• Task goal
Return exactly those lines of the material below that fall between the line holding "filename accrual_client/src/config.rs" and the line holding "let base_url = normalize_address(address)?;", inclusive.
· · · ·
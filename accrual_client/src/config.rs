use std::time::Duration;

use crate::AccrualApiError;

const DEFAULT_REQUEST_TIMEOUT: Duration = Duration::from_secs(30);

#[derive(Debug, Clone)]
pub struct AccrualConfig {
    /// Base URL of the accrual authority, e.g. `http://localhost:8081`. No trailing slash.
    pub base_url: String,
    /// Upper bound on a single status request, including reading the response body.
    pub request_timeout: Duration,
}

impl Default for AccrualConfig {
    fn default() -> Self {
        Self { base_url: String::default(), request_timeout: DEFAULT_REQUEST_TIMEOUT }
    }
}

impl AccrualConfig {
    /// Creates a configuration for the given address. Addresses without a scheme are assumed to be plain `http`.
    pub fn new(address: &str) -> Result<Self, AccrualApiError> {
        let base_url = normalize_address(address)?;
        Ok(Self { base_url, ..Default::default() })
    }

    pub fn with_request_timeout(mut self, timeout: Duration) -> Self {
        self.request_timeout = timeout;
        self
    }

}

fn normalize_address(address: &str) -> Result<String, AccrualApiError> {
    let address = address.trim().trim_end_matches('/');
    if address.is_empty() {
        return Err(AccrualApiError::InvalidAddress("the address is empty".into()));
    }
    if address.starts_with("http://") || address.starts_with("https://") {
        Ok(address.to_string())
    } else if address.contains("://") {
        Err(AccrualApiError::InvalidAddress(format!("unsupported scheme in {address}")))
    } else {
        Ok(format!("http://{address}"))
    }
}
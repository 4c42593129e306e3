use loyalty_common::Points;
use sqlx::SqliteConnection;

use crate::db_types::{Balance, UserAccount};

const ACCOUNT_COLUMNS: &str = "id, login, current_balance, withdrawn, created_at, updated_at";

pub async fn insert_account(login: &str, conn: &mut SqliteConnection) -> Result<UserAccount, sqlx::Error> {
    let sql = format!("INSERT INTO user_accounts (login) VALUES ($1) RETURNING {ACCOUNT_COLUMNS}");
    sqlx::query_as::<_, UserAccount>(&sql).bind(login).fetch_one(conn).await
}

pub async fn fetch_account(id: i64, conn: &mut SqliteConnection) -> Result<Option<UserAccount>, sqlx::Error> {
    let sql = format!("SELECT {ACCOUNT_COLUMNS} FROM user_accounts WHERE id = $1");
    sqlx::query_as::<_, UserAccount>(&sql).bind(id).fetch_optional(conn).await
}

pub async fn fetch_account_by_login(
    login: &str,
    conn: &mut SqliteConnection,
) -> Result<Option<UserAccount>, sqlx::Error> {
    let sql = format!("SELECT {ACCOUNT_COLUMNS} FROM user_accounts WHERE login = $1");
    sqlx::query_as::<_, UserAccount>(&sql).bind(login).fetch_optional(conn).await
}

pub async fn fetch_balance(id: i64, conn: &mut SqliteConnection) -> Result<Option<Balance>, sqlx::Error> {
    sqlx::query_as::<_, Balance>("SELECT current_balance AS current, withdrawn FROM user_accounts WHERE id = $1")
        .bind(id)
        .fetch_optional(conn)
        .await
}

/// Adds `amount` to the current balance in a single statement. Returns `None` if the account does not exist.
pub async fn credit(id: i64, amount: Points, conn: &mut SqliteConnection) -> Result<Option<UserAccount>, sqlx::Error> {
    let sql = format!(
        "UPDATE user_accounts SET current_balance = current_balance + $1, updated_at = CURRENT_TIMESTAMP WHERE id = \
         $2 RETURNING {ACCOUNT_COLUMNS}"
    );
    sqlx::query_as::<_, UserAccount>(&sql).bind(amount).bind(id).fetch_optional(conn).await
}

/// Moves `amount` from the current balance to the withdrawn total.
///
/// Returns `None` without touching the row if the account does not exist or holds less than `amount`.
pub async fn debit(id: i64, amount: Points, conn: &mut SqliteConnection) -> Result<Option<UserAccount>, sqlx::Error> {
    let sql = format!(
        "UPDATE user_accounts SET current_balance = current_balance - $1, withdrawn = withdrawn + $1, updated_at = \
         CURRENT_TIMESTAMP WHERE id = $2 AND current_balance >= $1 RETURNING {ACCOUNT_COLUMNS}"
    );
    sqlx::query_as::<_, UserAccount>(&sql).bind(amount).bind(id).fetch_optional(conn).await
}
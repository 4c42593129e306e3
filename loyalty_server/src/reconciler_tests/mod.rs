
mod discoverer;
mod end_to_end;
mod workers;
· · · ·
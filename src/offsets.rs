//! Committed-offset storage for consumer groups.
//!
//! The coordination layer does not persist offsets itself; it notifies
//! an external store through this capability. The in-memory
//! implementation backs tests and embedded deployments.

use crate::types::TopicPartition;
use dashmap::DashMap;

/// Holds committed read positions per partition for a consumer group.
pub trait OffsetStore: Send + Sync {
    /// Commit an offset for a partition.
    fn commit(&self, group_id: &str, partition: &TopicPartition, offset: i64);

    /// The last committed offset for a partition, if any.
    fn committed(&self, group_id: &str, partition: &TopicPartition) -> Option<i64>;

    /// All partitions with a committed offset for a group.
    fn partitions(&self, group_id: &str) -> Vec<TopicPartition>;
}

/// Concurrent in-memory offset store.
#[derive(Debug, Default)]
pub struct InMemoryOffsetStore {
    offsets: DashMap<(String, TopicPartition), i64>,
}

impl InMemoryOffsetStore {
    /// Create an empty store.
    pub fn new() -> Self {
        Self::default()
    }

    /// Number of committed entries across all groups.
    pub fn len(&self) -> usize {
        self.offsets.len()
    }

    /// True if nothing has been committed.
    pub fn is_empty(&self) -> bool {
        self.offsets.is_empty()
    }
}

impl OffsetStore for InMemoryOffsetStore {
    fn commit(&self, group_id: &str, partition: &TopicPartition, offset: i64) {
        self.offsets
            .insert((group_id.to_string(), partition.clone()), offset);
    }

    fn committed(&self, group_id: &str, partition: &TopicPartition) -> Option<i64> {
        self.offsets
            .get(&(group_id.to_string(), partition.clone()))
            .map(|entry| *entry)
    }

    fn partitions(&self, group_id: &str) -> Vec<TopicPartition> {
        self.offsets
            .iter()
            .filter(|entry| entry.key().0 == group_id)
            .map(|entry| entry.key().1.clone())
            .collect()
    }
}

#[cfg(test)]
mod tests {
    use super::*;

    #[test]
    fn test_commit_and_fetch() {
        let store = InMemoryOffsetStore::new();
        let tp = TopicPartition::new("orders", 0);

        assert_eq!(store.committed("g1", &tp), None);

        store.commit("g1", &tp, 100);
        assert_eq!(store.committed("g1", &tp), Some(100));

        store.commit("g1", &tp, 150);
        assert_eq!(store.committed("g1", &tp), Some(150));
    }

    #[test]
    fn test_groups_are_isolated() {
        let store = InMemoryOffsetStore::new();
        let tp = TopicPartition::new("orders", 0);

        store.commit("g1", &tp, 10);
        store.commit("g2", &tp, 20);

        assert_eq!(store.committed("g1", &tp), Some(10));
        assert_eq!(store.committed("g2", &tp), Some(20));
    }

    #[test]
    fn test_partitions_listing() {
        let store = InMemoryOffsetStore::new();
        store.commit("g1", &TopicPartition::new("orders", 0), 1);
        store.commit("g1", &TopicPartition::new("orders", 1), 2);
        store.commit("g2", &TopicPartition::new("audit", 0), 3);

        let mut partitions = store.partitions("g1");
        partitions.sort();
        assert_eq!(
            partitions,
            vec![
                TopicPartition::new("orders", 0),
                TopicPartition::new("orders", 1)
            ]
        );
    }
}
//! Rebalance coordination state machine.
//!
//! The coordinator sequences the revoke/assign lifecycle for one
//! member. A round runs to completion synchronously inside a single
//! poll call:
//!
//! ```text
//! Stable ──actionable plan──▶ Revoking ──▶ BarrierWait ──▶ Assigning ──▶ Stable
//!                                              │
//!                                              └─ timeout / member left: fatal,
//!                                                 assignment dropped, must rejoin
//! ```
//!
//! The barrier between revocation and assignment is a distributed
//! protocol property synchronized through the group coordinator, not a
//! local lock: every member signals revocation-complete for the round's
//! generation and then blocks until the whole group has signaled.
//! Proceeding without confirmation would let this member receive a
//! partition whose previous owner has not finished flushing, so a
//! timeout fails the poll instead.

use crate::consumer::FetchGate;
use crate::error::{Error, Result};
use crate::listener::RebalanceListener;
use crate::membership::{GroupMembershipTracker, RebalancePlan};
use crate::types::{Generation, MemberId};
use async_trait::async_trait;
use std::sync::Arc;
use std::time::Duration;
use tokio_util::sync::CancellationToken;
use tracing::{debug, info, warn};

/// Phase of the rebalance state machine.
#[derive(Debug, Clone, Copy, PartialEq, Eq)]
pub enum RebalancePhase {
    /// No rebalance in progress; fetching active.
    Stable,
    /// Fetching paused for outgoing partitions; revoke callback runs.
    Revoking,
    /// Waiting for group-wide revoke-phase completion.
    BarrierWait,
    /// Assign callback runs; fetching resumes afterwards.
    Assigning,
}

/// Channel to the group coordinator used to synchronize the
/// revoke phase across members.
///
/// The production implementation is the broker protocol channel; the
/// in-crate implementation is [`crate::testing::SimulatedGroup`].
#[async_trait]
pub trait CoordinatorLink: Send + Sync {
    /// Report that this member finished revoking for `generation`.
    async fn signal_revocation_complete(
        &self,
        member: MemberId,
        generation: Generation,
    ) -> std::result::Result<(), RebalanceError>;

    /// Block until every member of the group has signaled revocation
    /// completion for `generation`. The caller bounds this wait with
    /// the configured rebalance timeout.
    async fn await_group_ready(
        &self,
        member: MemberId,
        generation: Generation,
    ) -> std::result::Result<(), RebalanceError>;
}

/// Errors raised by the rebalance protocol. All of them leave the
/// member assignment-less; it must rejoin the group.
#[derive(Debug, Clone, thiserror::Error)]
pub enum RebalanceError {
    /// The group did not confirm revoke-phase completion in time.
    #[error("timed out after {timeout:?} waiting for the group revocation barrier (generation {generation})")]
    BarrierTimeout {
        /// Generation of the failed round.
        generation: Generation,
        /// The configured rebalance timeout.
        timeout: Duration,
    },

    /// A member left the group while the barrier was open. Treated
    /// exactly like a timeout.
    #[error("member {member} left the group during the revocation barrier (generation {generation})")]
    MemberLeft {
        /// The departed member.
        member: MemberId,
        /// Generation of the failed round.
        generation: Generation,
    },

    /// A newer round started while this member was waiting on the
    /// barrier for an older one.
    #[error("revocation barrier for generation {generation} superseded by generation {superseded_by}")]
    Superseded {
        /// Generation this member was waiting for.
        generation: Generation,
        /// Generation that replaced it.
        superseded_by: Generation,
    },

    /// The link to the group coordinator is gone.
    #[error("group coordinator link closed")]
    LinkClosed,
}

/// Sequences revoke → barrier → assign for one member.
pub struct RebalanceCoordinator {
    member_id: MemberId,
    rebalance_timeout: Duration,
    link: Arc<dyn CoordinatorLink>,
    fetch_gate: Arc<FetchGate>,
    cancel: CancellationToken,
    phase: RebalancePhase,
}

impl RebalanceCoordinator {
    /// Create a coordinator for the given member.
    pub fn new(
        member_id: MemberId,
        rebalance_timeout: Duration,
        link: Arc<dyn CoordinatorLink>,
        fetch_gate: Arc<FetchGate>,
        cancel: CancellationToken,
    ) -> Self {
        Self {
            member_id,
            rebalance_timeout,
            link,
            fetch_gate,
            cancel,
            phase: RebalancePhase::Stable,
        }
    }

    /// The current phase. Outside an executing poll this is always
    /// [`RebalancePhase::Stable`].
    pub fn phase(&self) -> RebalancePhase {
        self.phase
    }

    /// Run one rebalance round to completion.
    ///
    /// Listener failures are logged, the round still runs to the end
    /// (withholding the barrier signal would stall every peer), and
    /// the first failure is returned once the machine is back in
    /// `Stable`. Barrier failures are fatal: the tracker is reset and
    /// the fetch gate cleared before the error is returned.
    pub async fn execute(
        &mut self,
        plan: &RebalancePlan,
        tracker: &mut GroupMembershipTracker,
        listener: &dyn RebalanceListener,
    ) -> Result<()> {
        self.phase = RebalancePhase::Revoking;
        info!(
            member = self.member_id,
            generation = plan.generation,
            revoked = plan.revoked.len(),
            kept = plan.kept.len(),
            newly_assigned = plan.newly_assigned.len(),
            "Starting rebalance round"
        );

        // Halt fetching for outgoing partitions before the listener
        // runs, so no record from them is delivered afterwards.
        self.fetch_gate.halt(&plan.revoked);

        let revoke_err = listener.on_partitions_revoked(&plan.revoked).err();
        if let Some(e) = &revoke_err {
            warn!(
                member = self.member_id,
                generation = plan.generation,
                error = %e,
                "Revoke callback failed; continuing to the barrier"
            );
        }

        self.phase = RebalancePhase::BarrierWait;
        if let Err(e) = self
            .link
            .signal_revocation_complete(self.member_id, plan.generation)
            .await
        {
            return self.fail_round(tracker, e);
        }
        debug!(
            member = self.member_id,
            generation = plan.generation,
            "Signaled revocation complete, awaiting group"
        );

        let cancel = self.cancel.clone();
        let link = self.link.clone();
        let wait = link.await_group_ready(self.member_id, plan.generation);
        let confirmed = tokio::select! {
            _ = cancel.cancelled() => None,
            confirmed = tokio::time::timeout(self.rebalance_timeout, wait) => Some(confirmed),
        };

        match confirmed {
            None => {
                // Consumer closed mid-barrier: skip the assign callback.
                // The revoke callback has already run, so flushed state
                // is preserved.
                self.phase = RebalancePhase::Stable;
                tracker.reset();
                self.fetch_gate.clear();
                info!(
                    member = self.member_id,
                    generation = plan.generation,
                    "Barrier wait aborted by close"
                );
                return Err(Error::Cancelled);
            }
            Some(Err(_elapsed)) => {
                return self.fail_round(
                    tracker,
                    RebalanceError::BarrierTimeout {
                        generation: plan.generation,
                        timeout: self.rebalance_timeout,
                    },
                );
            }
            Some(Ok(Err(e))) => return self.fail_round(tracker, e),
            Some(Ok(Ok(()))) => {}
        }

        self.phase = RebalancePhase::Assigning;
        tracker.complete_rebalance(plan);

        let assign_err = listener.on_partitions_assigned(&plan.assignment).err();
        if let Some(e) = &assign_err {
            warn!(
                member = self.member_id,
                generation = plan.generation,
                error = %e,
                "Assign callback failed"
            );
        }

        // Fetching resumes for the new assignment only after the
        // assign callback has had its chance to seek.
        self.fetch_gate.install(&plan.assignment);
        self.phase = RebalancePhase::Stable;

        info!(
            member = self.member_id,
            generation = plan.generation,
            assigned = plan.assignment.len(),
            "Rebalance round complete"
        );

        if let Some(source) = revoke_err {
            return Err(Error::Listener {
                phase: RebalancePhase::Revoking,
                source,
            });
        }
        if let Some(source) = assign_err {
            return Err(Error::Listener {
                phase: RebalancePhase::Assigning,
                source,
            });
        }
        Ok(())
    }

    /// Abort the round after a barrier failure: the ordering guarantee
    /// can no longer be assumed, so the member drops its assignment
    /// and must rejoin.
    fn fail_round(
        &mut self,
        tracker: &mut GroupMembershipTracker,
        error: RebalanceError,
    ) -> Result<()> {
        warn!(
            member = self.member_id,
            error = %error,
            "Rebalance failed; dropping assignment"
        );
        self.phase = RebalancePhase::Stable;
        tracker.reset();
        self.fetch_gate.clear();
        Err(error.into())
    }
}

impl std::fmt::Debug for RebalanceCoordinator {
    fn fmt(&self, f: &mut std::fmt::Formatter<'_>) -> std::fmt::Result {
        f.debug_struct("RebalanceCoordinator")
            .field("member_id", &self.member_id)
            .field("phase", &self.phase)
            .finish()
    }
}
· · · ·
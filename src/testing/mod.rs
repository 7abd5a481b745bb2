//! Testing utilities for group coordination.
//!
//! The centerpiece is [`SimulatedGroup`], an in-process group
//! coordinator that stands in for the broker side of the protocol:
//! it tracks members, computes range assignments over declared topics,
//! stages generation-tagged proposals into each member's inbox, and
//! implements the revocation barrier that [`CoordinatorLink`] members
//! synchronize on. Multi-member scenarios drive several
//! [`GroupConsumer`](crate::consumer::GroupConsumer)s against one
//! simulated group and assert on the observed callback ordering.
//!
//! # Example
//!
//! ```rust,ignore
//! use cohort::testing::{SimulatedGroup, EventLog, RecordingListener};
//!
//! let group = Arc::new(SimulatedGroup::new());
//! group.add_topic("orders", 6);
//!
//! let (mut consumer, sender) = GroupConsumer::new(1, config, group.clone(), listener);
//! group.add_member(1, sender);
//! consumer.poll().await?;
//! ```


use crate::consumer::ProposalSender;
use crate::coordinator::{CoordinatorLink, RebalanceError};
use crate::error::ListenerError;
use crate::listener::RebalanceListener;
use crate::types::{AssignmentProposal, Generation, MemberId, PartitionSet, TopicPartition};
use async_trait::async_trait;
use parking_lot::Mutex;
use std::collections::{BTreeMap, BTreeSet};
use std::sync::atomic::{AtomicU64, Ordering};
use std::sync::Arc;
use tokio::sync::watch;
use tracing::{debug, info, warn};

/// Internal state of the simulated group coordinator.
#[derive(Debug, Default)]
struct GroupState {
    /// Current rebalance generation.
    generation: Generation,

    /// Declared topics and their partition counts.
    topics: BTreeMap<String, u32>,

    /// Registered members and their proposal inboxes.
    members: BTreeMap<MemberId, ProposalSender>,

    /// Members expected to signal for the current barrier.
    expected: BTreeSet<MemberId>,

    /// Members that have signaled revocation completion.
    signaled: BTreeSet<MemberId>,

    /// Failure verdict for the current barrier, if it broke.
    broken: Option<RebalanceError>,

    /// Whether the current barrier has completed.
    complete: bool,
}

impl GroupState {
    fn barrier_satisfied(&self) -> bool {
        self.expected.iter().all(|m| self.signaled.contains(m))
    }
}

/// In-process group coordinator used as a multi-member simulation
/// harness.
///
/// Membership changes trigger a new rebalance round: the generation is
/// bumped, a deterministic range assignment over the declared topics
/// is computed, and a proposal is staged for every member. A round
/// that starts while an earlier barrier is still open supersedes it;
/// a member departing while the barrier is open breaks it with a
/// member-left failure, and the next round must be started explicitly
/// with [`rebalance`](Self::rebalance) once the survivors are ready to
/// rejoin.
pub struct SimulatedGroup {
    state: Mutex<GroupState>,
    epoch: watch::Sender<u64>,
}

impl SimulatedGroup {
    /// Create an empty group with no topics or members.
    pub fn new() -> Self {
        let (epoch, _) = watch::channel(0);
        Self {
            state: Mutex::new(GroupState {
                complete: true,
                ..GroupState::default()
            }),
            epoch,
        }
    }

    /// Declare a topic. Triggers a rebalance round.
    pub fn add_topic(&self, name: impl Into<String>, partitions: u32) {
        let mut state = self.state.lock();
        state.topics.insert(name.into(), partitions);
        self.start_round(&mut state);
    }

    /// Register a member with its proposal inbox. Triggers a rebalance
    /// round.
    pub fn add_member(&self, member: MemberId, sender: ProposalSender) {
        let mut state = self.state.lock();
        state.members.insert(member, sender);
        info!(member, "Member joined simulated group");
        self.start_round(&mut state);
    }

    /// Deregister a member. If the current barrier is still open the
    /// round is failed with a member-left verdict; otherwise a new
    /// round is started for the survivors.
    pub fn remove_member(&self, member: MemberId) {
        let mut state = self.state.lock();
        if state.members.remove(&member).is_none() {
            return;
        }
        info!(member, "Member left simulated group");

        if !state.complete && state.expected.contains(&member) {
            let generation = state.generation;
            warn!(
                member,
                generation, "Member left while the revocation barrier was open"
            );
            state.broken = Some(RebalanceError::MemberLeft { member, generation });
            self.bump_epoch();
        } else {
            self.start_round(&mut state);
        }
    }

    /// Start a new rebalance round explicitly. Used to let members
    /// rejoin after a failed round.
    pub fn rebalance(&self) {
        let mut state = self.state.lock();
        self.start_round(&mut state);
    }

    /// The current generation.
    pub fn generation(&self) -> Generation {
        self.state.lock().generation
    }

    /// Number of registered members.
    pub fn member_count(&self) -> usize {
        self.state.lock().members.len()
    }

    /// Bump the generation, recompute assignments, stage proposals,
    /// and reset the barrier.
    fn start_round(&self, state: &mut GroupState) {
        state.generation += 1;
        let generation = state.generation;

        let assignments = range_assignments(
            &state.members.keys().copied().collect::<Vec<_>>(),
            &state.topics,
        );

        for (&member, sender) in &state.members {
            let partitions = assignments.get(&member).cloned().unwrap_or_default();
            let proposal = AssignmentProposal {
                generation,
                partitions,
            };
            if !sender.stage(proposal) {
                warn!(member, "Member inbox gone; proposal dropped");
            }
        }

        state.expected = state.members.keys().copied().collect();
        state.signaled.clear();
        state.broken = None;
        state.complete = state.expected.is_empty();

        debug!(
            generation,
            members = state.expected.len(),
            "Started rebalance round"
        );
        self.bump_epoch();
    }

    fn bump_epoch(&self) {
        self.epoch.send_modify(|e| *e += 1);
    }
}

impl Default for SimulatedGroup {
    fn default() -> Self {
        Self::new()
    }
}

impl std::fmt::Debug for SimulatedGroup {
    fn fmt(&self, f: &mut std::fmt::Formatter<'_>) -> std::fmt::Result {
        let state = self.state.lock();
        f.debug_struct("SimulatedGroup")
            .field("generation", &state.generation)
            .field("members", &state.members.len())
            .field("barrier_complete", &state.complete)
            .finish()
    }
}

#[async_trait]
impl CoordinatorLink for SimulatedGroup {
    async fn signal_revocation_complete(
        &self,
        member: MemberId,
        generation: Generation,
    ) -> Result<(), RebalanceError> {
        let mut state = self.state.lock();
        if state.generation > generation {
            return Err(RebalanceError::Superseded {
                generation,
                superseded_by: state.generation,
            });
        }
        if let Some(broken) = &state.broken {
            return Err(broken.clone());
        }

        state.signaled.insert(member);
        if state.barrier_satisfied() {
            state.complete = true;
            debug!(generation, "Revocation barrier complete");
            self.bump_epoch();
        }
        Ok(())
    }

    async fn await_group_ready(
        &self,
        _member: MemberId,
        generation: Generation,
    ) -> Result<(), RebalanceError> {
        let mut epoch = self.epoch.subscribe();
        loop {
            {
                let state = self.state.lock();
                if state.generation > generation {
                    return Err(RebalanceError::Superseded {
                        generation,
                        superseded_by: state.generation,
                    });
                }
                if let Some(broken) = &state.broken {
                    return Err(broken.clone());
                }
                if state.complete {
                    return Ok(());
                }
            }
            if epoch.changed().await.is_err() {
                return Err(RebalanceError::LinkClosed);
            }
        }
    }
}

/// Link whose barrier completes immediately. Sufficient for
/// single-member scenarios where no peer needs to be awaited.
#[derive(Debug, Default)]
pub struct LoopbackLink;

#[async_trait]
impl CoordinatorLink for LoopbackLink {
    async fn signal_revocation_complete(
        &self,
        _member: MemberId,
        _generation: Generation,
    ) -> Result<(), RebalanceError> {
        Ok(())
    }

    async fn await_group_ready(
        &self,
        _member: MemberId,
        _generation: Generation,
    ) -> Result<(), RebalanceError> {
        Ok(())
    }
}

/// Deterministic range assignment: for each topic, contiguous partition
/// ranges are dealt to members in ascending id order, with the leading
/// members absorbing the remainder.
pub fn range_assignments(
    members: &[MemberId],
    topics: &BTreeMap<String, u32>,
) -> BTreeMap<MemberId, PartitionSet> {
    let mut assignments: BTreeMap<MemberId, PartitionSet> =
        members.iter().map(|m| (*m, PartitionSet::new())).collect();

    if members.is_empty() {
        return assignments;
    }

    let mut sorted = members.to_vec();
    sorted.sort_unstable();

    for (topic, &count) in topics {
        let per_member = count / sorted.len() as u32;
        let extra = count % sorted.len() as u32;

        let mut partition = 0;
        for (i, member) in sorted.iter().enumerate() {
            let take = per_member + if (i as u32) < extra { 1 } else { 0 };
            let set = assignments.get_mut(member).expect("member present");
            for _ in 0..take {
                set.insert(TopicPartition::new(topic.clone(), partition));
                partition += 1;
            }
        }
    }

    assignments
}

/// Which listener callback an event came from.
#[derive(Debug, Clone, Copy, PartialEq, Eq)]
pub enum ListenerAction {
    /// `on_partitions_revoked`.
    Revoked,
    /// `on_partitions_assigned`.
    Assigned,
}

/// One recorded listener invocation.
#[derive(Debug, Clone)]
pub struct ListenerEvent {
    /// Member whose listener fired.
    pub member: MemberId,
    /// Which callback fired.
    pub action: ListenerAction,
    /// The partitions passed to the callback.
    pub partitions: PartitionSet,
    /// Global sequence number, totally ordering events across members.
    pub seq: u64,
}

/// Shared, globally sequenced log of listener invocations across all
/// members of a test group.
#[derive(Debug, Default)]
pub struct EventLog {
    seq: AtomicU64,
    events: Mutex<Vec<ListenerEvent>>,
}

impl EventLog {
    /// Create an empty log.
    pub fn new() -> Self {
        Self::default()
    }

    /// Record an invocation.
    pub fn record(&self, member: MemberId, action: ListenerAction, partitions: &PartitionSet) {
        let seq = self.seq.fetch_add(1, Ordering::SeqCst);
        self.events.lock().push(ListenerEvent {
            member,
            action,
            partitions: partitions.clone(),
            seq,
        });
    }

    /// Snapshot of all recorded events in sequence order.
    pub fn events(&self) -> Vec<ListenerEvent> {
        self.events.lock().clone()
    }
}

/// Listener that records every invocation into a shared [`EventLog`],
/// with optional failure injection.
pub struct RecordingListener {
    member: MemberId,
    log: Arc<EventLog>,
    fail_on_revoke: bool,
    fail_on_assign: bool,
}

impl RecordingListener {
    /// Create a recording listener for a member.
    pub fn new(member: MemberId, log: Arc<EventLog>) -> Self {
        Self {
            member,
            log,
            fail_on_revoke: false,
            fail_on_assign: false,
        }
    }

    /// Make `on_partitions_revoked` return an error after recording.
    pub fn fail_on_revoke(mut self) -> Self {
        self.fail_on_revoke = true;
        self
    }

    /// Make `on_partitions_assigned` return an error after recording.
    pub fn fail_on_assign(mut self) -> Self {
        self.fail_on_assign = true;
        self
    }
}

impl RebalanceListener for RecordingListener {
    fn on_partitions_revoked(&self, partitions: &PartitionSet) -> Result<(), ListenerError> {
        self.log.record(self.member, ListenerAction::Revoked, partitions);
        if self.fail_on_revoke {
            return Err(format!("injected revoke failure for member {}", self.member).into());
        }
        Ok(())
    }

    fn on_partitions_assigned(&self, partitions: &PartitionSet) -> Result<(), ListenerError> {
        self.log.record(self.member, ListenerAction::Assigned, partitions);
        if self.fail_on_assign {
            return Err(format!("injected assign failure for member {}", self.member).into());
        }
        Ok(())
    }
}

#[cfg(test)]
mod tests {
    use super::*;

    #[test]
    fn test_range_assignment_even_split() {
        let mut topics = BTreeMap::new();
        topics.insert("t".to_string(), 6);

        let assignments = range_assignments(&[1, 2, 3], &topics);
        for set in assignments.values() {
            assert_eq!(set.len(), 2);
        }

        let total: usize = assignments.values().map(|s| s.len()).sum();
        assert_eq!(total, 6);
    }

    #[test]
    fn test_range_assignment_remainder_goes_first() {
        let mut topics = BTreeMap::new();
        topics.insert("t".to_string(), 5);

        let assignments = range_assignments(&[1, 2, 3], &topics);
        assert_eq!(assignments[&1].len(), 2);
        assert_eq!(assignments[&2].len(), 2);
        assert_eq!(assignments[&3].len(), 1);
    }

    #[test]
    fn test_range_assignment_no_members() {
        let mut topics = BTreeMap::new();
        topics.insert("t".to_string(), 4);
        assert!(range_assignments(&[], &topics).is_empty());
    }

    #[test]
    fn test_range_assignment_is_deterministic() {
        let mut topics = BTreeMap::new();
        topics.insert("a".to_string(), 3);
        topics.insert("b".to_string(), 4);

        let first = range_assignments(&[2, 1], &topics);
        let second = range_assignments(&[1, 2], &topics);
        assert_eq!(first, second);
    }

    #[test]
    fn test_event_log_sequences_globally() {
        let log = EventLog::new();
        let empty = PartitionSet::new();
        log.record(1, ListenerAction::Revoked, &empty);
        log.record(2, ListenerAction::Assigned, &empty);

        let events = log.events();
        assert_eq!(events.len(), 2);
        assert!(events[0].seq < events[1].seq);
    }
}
· · · ·
• Output for this exercise
filename accrual_client/src/config.rs
use std::time::Duration;

use crate::AccrualApiError;

const DEFAULT_REQUEST_TIMEOUT: Duration = Duration::from_secs(30);

#[derive(Debug, Clone)]
pub struct AccrualConfig {
    /// Base URL of the accrual authority, e.g. `http://localhost:8081`. No trailing slash.
    pub base_url: String,
    /// Upper bound on a single status request, including reading the response body.
    pub request_timeout: Duration,
}

impl Default for AccrualConfig {
    fn default() -> Self {
        Self { base_url: String::default(), request_timeout: DEFAULT_REQUEST_TIMEOUT }
    }
}

impl AccrualConfig {
    /// Creates a configuration for the given address. Addresses without a scheme are assumed to be plain `http`.
    pub fn new(address: &str) -> Result<Self, AccrualApiError> {
        let base_url = normalize_address(address)?;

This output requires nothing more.